TASK OBJECTIVE =
Read the records below and copy each line that contains "sorted".

══ MATERIAL PROVIDED

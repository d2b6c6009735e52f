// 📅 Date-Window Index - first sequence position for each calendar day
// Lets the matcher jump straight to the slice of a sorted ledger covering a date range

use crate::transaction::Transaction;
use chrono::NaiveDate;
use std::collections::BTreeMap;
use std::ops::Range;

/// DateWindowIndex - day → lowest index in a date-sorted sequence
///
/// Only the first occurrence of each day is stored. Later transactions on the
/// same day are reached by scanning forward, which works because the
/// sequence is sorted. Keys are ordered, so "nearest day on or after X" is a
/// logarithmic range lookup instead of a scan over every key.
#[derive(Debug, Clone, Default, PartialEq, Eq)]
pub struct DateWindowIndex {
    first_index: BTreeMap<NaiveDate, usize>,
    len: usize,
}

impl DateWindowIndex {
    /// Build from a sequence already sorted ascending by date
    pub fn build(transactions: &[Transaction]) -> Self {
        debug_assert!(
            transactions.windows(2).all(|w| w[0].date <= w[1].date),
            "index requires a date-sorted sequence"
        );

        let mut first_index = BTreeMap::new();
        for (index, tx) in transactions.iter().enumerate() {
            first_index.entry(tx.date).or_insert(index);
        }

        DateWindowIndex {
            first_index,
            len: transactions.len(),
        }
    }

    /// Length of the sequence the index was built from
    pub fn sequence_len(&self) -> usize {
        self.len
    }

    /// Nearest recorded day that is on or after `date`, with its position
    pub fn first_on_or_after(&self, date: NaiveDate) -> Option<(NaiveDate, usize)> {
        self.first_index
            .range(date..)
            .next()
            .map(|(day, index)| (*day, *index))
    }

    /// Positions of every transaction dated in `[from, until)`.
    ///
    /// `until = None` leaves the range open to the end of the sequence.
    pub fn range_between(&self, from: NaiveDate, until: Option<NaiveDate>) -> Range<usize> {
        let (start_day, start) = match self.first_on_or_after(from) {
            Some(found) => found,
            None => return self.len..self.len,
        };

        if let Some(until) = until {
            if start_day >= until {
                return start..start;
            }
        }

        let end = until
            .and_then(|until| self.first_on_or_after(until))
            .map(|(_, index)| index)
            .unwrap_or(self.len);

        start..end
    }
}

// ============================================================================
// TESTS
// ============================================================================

════
══ MATERIAL PROVIDED

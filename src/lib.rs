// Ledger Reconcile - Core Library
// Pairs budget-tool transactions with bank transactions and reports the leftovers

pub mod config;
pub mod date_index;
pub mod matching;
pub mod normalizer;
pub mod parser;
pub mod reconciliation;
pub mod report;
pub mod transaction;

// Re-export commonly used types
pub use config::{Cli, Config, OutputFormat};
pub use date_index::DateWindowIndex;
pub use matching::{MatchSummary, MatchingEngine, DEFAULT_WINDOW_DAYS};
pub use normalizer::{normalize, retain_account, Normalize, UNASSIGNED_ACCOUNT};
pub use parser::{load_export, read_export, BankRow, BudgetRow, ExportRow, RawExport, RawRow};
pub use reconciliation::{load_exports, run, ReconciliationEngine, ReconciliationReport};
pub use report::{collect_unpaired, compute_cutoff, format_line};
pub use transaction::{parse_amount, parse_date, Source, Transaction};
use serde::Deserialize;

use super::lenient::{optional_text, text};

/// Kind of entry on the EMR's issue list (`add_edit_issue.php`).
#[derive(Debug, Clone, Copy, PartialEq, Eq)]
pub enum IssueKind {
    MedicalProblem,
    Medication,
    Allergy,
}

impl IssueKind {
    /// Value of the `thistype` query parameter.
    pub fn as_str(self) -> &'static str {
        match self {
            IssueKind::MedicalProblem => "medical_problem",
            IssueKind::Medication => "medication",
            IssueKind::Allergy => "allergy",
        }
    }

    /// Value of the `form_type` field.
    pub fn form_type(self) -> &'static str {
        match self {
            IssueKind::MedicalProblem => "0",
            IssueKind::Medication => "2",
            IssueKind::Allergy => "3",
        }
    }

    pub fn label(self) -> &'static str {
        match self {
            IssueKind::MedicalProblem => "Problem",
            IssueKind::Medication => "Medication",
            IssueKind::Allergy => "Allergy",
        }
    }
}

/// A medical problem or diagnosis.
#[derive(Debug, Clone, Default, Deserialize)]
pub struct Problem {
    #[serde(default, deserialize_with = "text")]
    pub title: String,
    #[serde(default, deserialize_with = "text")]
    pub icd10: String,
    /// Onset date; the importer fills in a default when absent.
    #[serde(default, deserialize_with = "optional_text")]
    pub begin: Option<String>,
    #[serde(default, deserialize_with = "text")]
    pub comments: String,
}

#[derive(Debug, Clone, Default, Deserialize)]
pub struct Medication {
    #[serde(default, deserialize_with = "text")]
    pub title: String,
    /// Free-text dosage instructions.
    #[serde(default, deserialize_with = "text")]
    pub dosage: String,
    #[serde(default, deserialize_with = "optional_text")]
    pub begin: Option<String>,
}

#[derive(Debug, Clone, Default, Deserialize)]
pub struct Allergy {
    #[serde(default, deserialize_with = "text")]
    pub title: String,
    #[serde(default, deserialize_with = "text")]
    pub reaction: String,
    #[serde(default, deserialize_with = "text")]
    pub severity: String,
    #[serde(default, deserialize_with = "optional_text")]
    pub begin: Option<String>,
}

════

FINAL ANSWER =
// Lets the matcher jump straight to the slice of a sorted ledger covering a date range
/// DateWindowIndex - day → lowest index in a date-sorted sequence
/// sequence is sorted. Keys are ordered, so "nearest day on or after X" is a
    /// Build from a sequence already sorted ascending by date
            "index requires a date-sorted sequence"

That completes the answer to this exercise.